Fuck! Looks like the discriminator caught on about this image being fake! Gotta make the image a little different and keep pumping it out.

Because the generator doesn’t output diverse samples, the discriminator doesn’t learn much useful, except to flag the specific image (“mode”) that the generator’s currently outputting as fake. I don’t have a solid mathematical intuition for what exactly triggers the generator to start producing a bunch of very similar images, and I’d like to know.

There are plenty of supposed solutions to mode collapse, and I’ll talk about them in a bit.

Another common failure mode is vanishing gradients. This one’s pretty simple – the discriminator gets really good, faster than the generator, and is able to mark the generator’s output as fake with super-high probability. If your discriminator is marking fakes as 99.9999% fake, there’s only a tiny sliver of “realness.” The generator is trained to increase the “realness” of its samples according to the discriminator — if all we have is a tiny sliver of realness, the gradients are tiny and the training is week. We end up in a sad, sad world where the poor generator doesn’t have the feedback (in the form of gradients) to learn much of anything. You’ll see tiny discriminator loss, and huge generator loss.

WGAN to the rescue

In early 2017, three researchers published a paper introducing the Wasserstein GAN, claiming it alleviated all mode-collapse issues and made training GANs significantly more stable.

Most of the paper is spent establishing a theoretical model of why GANs are difficult to train. In GANs, we attempt to train the generator to match the probability distribution of the real data. To accomplish this with gradient descent, we need to minimize some “distance metric” between the generator’s current output distribution and the real data distribution. The WGAN paper interprets the traditional GAN algorithm as using KL divergence as a distance metric, which isn’t smoothly differentiable at most points, making it really difficult to do successfully.

They suggest a different metric — “earth mover distance” — which is differentiable everywhere, and offers good gradients. The incredible thing about the paper is that changing the GAN algorithm the be equivalent to minimizing earth-mover distance requires just three weird tricks:

rather than outputting classification probabilities (using something like softmax cross-entropy real/fake), the discriminator should output numbers, which can be as large as possible. train this discriminator — they call it a critic instead — to return a high positive number for real inputs, and a large negative number for fake inputs.

clip the weights of the gradient after each training iteration — the paper’s authors suggest clipping weights between [-0.01, 0.01]

rather than trying to balance generator/discriminator training, just train the critic to convergence before you start training the generator — the critic should still give good gradients, even if it’s really strong.

I played around with implementing a WGAN to generate synthetic samples based on MNIST digits and CelebA human faces.

Generating MNIST digits was a breeze — without any hyperparameter tuning, WGAN generated great samples: [📸 See the code]

CelebA didn’t work too well.

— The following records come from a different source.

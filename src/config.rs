// SPDX-License-Identifier: MIT
// Copyright 2026 Roland Dreier <roland@rolandd.dev>

//! Application configuration loaded from environment variables.

use std::env;
use std::path::PathBuf;

/// Application configuration, loaded once at startup.
#[derive(Debug, Clone)]
pub struct Config {
    // --- Environment Variables (non-sensitive) ---
    /// ServiceNow instance base URL, without trailing slash
    pub servicenow_url: String,
    /// ServiceNow OAuth client ID
    pub servicenow_client_id: String,
    /// Mattermost site URL (used for posting as the bot)
    pub mattermost_url: String,
    /// Public URL this bridge is reachable at (OAuth redirect base)
    pub plugin_url: String,
    /// Bot user ID that notifications are posted as
    pub bot_user_id: String,
    /// Server port
    pub port: u16,
    /// JSON file for connected users; in-memory only when unset
    pub store_path: Option<PathBuf>,

    // --- Secrets ---
    /// ServiceNow OAuth client secret
    pub servicenow_client_secret: String,
    /// Secret from which the token encryption key is derived
    pub encryption_secret: String,
    /// Shared secret ServiceNow sends with every notification
    pub webhook_secret: String,
    /// Mattermost bot access token
    pub bot_access_token: String,
}

impl Config {
    /// Config for tests only.
    pub fn test_default() -> Self {
        Self {
            servicenow_url: "https://test.service-now.com".to_string(),
            servicenow_client_id: "test_client_id".to_string(),
            mattermost_url: "http://localhost:8065".to_string(),
            plugin_url: "http://localhost:8080".to_string(),
            bot_user_id: "test_bot_user_id".to_string(),
            port: 8080,
            store_path: None,
            servicenow_client_secret: "test_secret".to_string(),
            encryption_secret: "test_encryption_secret_32_bytes!".to_string(),
            webhook_secret: "test_webhook_secret".to_string(),
            bot_access_token: "test_bot_token".to_string(),
        }
    }

    /// Load configuration from environment variables.
    ///
    /// A `.env` file is honoured for local development.
    pub fn from_env() -> Result<Self, ConfigError> {
        dotenvy::dotenv().ok(); // Load .env file if present

        let port = env::var("PORT")
            .unwrap_or_else(|_| "8080".to_string())
            .parse()
            .unwrap_or(8080);

        let config = Self {
            servicenow_url: required("SERVICENOW_URL")?
                .trim_end_matches('/')
                .to_string(),
            servicenow_client_id: required("SERVICENOW_CLIENT_ID")?,
            mattermost_url: required("MATTERMOST_URL")?
                .trim_end_matches('/')
                .to_string(),
            plugin_url: env::var("PLUGIN_URL")
                .unwrap_or_else(|_| format!("http://localhost:{}", port)),
            bot_user_id: required("BOT_USER_ID")?,
            port,
            store_path: env::var("STORE_PATH")
                .ok()
                .map(|v| v.trim().to_string())
                .filter(|v| !v.is_empty())
                .map(PathBuf::from),
            servicenow_client_secret: required("SERVICENOW_CLIENT_SECRET")?,
            encryption_secret: required("ENCRYPTION_SECRET")?,
            webhook_secret: required("WEBHOOK_SECRET")?,
            bot_access_token: required("BOT_ACCESS_TOKEN")?,
        };

        config.validate()?;
        Ok(config)
    }

    /// Reject blank values for the settings the bridge cannot run without.
    pub fn validate(&self) -> Result<(), ConfigError> {
        let checks = [
            (&self.servicenow_url, ConfigError::EMPTY_SERVICENOW_URL),
            (&self.servicenow_client_id, ConfigError::EMPTY_CLIENT_ID),
            (&self.servicenow_client_secret, ConfigError::EMPTY_CLIENT_SECRET),
            (&self.encryption_secret, ConfigError::EMPTY_ENCRYPTION_SECRET),
            (&self.webhook_secret, ConfigError::EMPTY_WEBHOOK_SECRET),
        ];

        for (value, message) in checks {
            if value.trim().is_empty() {
                return Err(ConfigError::Invalid(message));
            }
        }
        Ok(())
    }
}

fn required(name: &'static str) -> Result<String, ConfigError> {
    env::var(name)
        .map(|v| v.trim().to_string())
        .map_err(|_| ConfigError::Missing(name))
}

/// Configuration errors
#[derive(Debug, thiserror::Error)]
pub enum ConfigError {
    #[error("Missing required environment variable: {0}")]
    Missing(&'static str),

    #[error("{0}")]
    Invalid(&'static str),
}

impl ConfigError {
    pub const EMPTY_SERVICENOW_URL: &'static str = "serviceNow server URL should not be empty";
    pub const EMPTY_CLIENT_ID: &'static str = "serviceNow OAuth clientID should not be empty";
    pub const EMPTY_CLIENT_SECRET: &'static str =
        "serviceNow OAuth clientSecret should not be empty";
    pub const EMPTY_ENCRYPTION_SECRET: &'static str = "encryption secret should not be empty";
    pub const EMPTY_WEBHOOK_SECRET: &'static str = "webhook secret should not be empty";
}

#[cfg(test)]
mod tests {
    use super::*;

    #[test]
    fn test_config_from_env() {
        env::set_var("SERVICENOW_URL", "https://dev.service-now.com/");
        env::set_var("SERVICENOW_CLIENT_ID", "test_id");
        env::set_var("SERVICENOW_CLIENT_SECRET", "test_secret");
        env::set_var("ENCRYPTION_SECRET", "enc");
        env::set_var("WEBHOOK_SECRET", "hook");
        env::set_var("MATTERMOST_URL", "http://mm.local");
        env::set_var("BOT_ACCESS_TOKEN", "bot-token");
        env::set_var("BOT_USER_ID", "bot-id");

        let config = Config::from_env().expect("Config should load");

        assert_eq!(config.servicenow_url, "https://dev.service-now.com");
        assert_eq!(config.servicenow_client_id, "test_id");
        assert_eq!(config.port, 8080);
    }

    #[test]
    fn test_validate_rejects_blank_webhook_secret() {
        let mut config = Config::test_default();
        config.webhook_secret = "  ".to_string();

        let err = config.validate().unwrap_err();
        assert_eq!(err.to_string(), "webhook secret should not be empty");
    }
}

The generator didn’t collapse and give terrible results — the sample quality clearly improved over time, but training was incredibly slow, far slower than a DCGAN. Here’s what I got before I stopped training:

Least-squares GAN

Another paper promising an improved GAN model is the “Least Squares Generative Adversarial Networks.” This post by Augustinus Kristiani gives a good overview of the paper, and makes some bold claims — that it’s as stable as WGAN but not nearly as slow, and also generates higher-quality samples.

The basic idea is even simpler than WGAN’s – rather than using softmax cross-entropy classification loss in the discriminator, use least-squares predictions instead. (i.e. train the discriminator to output 1 for real samples and -1 for fake samples, and train using L2 loss.) This makes sense because it forces the discriminator to output reasonably-sized numbers like -1 and 1, no matter how “good” or “confident” it is, which should give better gradients than a discriminator trained to convergence using softmax cross-entropy.

I wasn’t able to achieve particularly miraculous results using LSGAN on CelebA — I needed a bit of hyperparameter optimization to get anywhere reasonable, and my generator still tended to “collapse” occasionally and stop outputting good images.

That being said, the recent (and super cool) paper “Unsupervised Image-to-Image Translation Networks” uses least-squares loss instead of the traditional GAN formulation, so it’s clearly useful.

Improved WGAN (with Gradient Penalty)

A recent paper finds theoretical issues with one of the tricks WGAN uses to work. WGAN uses ‘gradient clipping’ to enforce a ‘Lipschitz constraint’ on the critic parameters (I have no idea what this means). The paper suggests that gradient clipping is a suboptimal way to enforce Lipschitz-ness, and ends up biasing the critic towards simpler models of the true distribution. Instead of clipping gradients, they suggest augmenting the critic loss function to encourage the critic’s gradients to be close to 1 with respect to input images.

Implementing gradient clipping isn’t that difficult — I was able to get an improved WGAN working on MNIST pretty quickly — 🎒 here’s the code for that.

Other tricks

There are lots and lots of people offering strategies for improving GAN training and stability. Many of these work for WGAN and LSGAN as well, but may not be as useful, given those algorithms’ stability promises.

Here are some I find interesting:

Store a ‘replay buffer’ of previous generator outputs. Occasionally, rather than training the discriminator on the latest generator outputs, train it on some old generator outputs — it should still know they’re fake!

Using various different optimizers in the discriminator, rather than Adam (which is usually my go-to) — apparently, momentum might cause instability

“Principled” attempts to balance discriminator and generator strength. I’ve tried keeping track of discriminator accuracy, and stop training the discriminator while its accuracy is < 80%, giving the generator a chance to “catch up.”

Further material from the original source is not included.